DeSantis & Financial Literacy
March 29, 2022
Florida Governor Signs Financial Literacy Bill
Here is a summary of the recent Florida Financial Literacy announcement as I understand it,
‘On March 22, 2022, Florida Gov. Ron DeSantis signed Senate Bill 1054, titled the Dorothy L. Hukill Financial Literacy Act, which will require high school students to take a financial literacy course to receive a standard high school diploma.
The legislation will officially become a graduation requirement for students who enter high school in the 2023-24 school year, and will not affect students currently enrolled in high school.
“Financial literacy is an important life skill for a student to have,” said DeSantis. “Ensuring our students have the skills to manage their finances – and perhaps one day own a business – will pay dividends for our state. I am proud to sign this bill to support the future of Florida’s students and ultimately their families and communities.”
Students will be required to earn one-half credit in personal financial literacy and money management, including instruction on types of bank accounts, credit scores, taxes and managing debt.’
During my career in banking and financial services, I spent over 2 decades seeking solutions to our national intellectual deficit in the area of personal economic and financial literacy.
Much of what I learned relates to relevancy. Young people who grew up in a household where Amscot was the financial provider of choice won’t relate to traditional banks. And, a young person with no job and no viable prospects for a future career which will generate a reliable income stream isn’t a good candidate for learning about bank accounts, credit scores, etc.
What I found in my practical research was that the very best solution to engaging students – probably beginning at middle school, and certainly at the high school level – involves thoughtful inclusion of economic concepts into the social studies curriculum.
Virtually everything in the history of mankind involves an economic component which can be carefully woven into the history itself.
The feudal system, which flourished in Europe until about 1500, continues to exist in the U.S. and other nations, disguised by new labels and promoted by clever marketing schemes.
Then, there was slavery. The underlying reason for the extraordinary prosperity of plantation owners in the southern U.S. states producing cotton, tobacco, rice, and sugar wasn’t due to their intelligence: it was completely due to slave labor.
Today, we have the overarching issue of student debt. Those who have been educated and informed about ‘opportunity costs’ are (at least) inoculated against the commissioned charlatans who offer promises of obscene salaries for completion of certain certificate or degree programs — with no real supporting facts – “just sign on the dotted line and you will never regret it”.
Today, we have a financial sector (“Wall Street”) which extracts tremendous costs out of each and every financial transaction. For virtually no value-added, an investment bank transaction takes at least 25% off the top, providing immediate (and arguably excessive) financial rewards to certain economic pirates — analysts, associates and managing directors — while adding zero benefit to our overall economy.

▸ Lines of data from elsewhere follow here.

//! Callback shapes registered into the pipeline.
//!
//! ## Contents
//! - [`Transform`], [`Notify`] the two callback capabilities (async traits)
//! - [`Callback`] registered body, one of the two shapes
//! - [`CallContext`] phase, collection and typed entity views for one chain run
//! - [`TransformFn`], [`NotifyFn`] closure-backed callbacks with a typed bound

mod callback;
mod callback_fn;

pub use callback::{CallContext, Callback, CallbackKind, Notify, Transform};
pub use callback_fn::{NotifyFn, TransformFn};
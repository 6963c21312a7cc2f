//! Persistence driver: the consumer of the lifecycle checkpoints.
//!
//! ## Contents
//! - [`Codec`], [`JsonCodec`], [`Reference`] entity ⇄ document conversion and cross-references
//! - [`Store`], [`MemoryStore`] async document store boundary and an in-memory implementation
//! - [`Template`] `save` / `find_by_id` / `find_all` running every checkpoint

mod codec;
mod operations;
mod store;

pub use codec::{Codec, JsonCodec, Reference};
pub use operations::Template;
pub use store::{MemoryStore, Store};
//! # Lifecycle: the pipeline facade.
//!
//! The [`Lifecycle`] owns the [`InvocationChain`] (registry + resolver + fold) and
//! the [`EventBus`], both configured from one [`Config`]. Persistence code calls it
//! at each checkpoint:
//!
//! ```text
//! save:  run_phase(BeforeConvert) → publish → encode
//!        run_phase(BeforeSave)    → publish → store write
//!        run_phase(AfterSave)     → publish
//! read:  store read → run_phase(AfterLoad) → publish → decode
//!        run_phase(AfterConvert)  → publish
//! ```
//!
//! ## Example
//! ```rust
//! use hookvisor::{CallContext, Config, Entity, Lifecycle, Phase, Snapshot, TransformFn};
//!
//! #[derive(Debug)]
//! struct Person { name: String }
//! impl Entity for Person {}
//!
//! let lifecycle = Lifecycle::builder(Config::default())
//!     .with_transform(
//!         Phase::BeforeConvert,
//!         10,
//!         TransformFn::exact("trim", |p: &mut Person, _: &CallContext| {
//!             p.name = p.name.trim().to_string();
//!             Ok(())
//!         }),
//!     )
//!     .build()
//!     .unwrap();
//!
//! let out = lifecycle
//!     .run_phase(Phase::BeforeConvert, Snapshot::new(Person { name: " ada ".into() }), "people")
//!     .wait()
//!     .unwrap();
//! assert_eq!(out.downcast_ref::<Person>().unwrap().name, "ada");
//! ```

use std::sync::Arc;

use tokio_util::sync::CancellationToken;

use crate::callbacks::Callback;
use crate::core::builder::LifecycleBuilder;
use crate::core::chain::{ChainResult, InvocationChain};
use crate::core::{Completion, Config, Order, Phase};
use crate::entity::{EntityType, Snapshot, TypeHierarchy};
use crate::error::RegistryError;
use crate::events::{EventBus, LifecycleEvent, PublishResult};

/// Callback pipeline: registry, chain, and event bus behind one handle.
pub struct Lifecycle {
    cfg: Config,
    chain: InvocationChain,
    bus: EventBus,
}

impl Lifecycle {
    /// Returns a builder for configuring the lifecycle.
    pub fn builder(cfg: Config) -> LifecycleBuilder {
        LifecycleBuilder::new(cfg)
    }

    pub(crate) fn new_internal(cfg: Config, chain: InvocationChain, bus: EventBus) -> Self {
        Self { cfg, chain, bus }
    }

    /// Runs the callback chain for `phase` (see [`InvocationChain::run_phase`]).
    pub fn run_phase(
        &self,
        phase: Phase,
        snapshot: Snapshot,
        collection: &str,
    ) -> Completion<'static, ChainResult> {
        self.chain.run_phase(phase, snapshot, collection)
    }

    /// Cancellable variant of [`run_phase`](Self::run_phase).
    pub fn run_phase_cancellable(
        &self,
        phase: Phase,
        snapshot: Snapshot,
        collection: &str,
        cancel: CancellationToken,
    ) -> Completion<'static, ChainResult> {
        self.chain
            .run_phase_cancellable(phase, snapshot, collection, cancel)
    }

    /// Publishes a lifecycle event on the bus.
    pub fn publish(&self, event: LifecycleEvent) -> Completion<'static, PublishResult> {
        self.bus.publish(event)
    }

    /// Registers a callback between operations.
    pub fn register(
        &self,
        phase: Phase,
        bound: EntityType,
        order: impl Into<Order>,
        callback: Callback,
    ) -> Result<u64, RegistryError> {
        self.chain.register(phase, bound, order.into(), callback)
    }

    /// Removes a callback binding between operations.
    pub fn unregister(&self, phase: Phase, name: &str) -> bool {
        self.chain.unregister(phase, name)
    }

    pub fn chain(&self) -> &InvocationChain {
        &self.chain
    }

    pub fn bus(&self) -> &EventBus {
        &self.bus
    }

    pub fn config(&self) -> &Config {
        &self.cfg
    }

    /// The frozen type hierarchy.
    pub fn types(&self) -> Arc<TypeHierarchy> {
        Arc::clone(self.chain.registry().types())
    }

    /// Drains fire-and-forget listener queues and stops their workers.
    pub async fn shutdown(&self) {
        self.bus.shutdown().await;
    }
}
//! # Example: audit_pipeline
//!
//! Demonstrates a save/find round through the lifecycle checkpoints.
//!
//! Shows how to:
//! - Declare a capability ([`Audited`]) in the [`TypeHierarchy`] with [`upcast!`].
//! - Register an audit transform, a validation veto and a document stamp.
//! - Attach a custom [`Listen`] implementation to count checkpoint events.
//! - Resolve a cross-reference (`Post.author_id` → `users`) on load.
//!
//! ## Flow
//! ```text
//! Template::save(users, User)
//!     ├─► BeforeConvert: require-name (User) ─► audit (dyn Audited)
//!     ├─► JsonCodec::encode
//!     ├─► BeforeSave:   stamp-collection (universal)
//!     ├─► MemoryStore::write
//!     └─► AfterSave ──► EventBus ──► PhaseCounter.on_event()
//! Template::find_by_id(posts, p-1)
//!     ├─► AfterLoad(posts) ─► decode ─► AfterLoad(users) ─► AfterConvert(users) ─► attach
//!     └─► AfterConvert(posts)
//! ```
//!
//! ## Run
//! ```bash
//! RUST_LOG=hookvisor=debug cargo run --example audit_pipeline --features logging
//! ```

use std::collections::BTreeMap;
use std::sync::{Arc, Mutex};

use async_trait::async_trait;
use hookvisor::{
    upcast, CallContext, Callback, CallbackError, Config, Entity, EntityType, JsonCodec, Lifecycle,
    LifecycleEvent, Listen, MemoryStore, NotifyFn, Phase, Snapshot, Template, Transform,
    TransformFn, TypeHierarchy,
};
use serde::{Deserialize, Serialize};
use tracing_subscriber::EnvFilter;

/// Anything that carries a "last modified by" stamp.
trait Audited: Send + Sync + 'static {
    fn touch(&mut self, by: &str);
}

#[derive(Debug, Clone, Serialize, Deserialize)]
struct User {
    #[serde(rename = "_id")]
    id: String,
    name: String,
    modified_by: Option<String>,
}

impl Entity for User {}

#[derive(Debug, Serialize, Deserialize)]
struct Post {
    #[serde(rename = "_id")]
    id: String,
    title: String,
    author_id: String,
    modified_by: Option<String>,
    #[serde(skip)]
    author: Option<User>,
}

impl Entity for Post {}

impl Audited for User {
    fn touch(&mut self, by: &str) {
        self.modified_by = Some(by.to_string());
    }
}

impl Audited for Post {
    fn touch(&mut self, by: &str) {
        self.modified_by = Some(by.to_string());
    }
}

/// Writes the target collection into every outgoing document.
struct StampCollection;

#[async_trait]
impl Transform for StampCollection {
    fn name(&self) -> &str {
        "stamp-collection"
    }

    async fn transform(
        &self,
        mut snapshot: Snapshot,
        ctx: &CallContext,
    ) -> Result<Snapshot, CallbackError> {
        if let Some(doc) = snapshot.document_mut() {
            doc.insert("_collection".into(), ctx.collection().into());
        }
        Ok(snapshot)
    }
}

/// Counts events per phase.
#[derive(Default)]
struct PhaseCounter {
    seen: Mutex<BTreeMap<&'static str, usize>>,
}

#[async_trait]
impl Listen for PhaseCounter {
    async fn on_event(&self, ev: &LifecycleEvent) -> Result<(), CallbackError> {
        let mut seen = self.seen.lock().map_err(CallbackError::fail)?;
        *seen.entry(ev.phase.as_label()).or_default() += 1;
        Ok(())
    }

    fn name(&self) -> &'static str {
        "phase-counter"
    }
}

#[tokio::main]
async fn main() -> anyhow::Result<()> {
    tracing_subscriber::fmt()
        .with_env_filter(EnvFilter::try_from_default_env().unwrap_or_else(|_| "info".into()))
        .init();

    let mut types = TypeHierarchy::new();
    types.declare::<User>().extends(upcast!(User => dyn Audited))?;
    types.declare::<Post>().extends(upcast!(Post => dyn Audited))?;

    let counter = Arc::new(PhaseCounter::default());

    let builder = Lifecycle::builder(Config::default())
        .with_types(types)
        .with_transform(
            Phase::BeforeConvert,
            0,
            TransformFn::<dyn Audited, _>::capability("audit", |a, _ctx| {
                a.touch("demo");
                Ok(())
            }),
        )
        .with_notify(
            Phase::BeforeConvert,
            10,
            NotifyFn::exact("require-name", |u: &User, _ctx: &CallContext| {
                if u.name.trim().is_empty() {
                    return Err(CallbackError::veto("user name is empty"));
                }
                Ok(())
            }),
        )
        .with_callback(
            Phase::BeforeSave,
            EntityType::any(),
            0,
            Callback::transforming(StampCollection),
        )
        .with_listener(counter.clone());

    #[cfg(feature = "logging")]
    let builder = builder.with_listener(Arc::new(hookvisor::LogWriter));

    let lifecycle = Arc::new(builder.build()?);

    let codec = JsonCodec::new()
        .with_type::<User>()
        .with_type::<Post>()
        .with_reference::<Post, User>("author_id", "users", |p, u| p.author = Some(u))?;
    let template = Template::new(Arc::clone(&lifecycle), codec, MemoryStore::new());

    let ada = template
        .save(
            "users",
            User {
                id: "u-1".into(),
                name: "Ada".into(),
                modified_by: None,
            },
        )
        .await?;
    println!("[demo] saved user: {ada:?}");

    match template
        .save(
            "users",
            User {
                id: "u-2".into(),
                name: "   ".into(),
                modified_by: None,
            },
        )
        .await
    {
        Ok(u) => println!("[demo] unexpectedly saved: {u:?}"),
        Err(e) => println!("[demo] rejected: {e}"),
    }

    template
        .save(
            "posts",
            Post {
                id: "p-1".into(),
                title: "Notes on the engine".into(),
                author_id: "u-1".into(),
                modified_by: None,
                author: None,
            },
        )
        .await?;

    let post: Option<Post> = template.find_by_id("posts", "p-1").await?;
    if let Some(post) = post {
        println!(
            "[demo] loaded post {:?} by {:?} (modified by {:?})",
            post.title,
            post.author.as_ref().map(|u| u.name.as_str()),
            post.modified_by
        );
    }

    lifecycle.shutdown().await;

    let seen = counter.seen.lock().map_err(|e| anyhow::anyhow!("{e}"))?;
    for (phase, n) in seen.iter() {
        println!("[demo] {phase:<14} events={n}");
    }
    Ok(())
}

The recent ‘Great Recession’ (2007 – 2009) was enabled by a broad contingent of economically illiterate consumers who were duped by an equally inept cohort of financially and economically illiterate brokers. The common theme: A relatively small group of mathematical practitioners – economic pirates — who created theoretical models which proved to be defective in practice.
The current frenzy centered on Cryptocurrency is likely another economic trap conjured up by economic pirates. The underground economy has been somewhat stifled by a 1969 decision of the U.S. Treasury to discontinue $500 and $1,000 bills. Can you just imagine an illicit $500,000 cash transaction conducted using $100 bills? Laundered money, converted into cryptocurrency, is the perfect medium through which to consummate the transaction. Drugs? Weapons? Real Estate? The sky is the limit.
Best I can tell, nothing in the Florida bill addresses the basic issues which American adults need to be aware of. A good understanding of fundamental economic principles is the foundation of a comprehensive financial and economic education, and I don’t think those concepts are imbedded anywhere in this Florida legislation.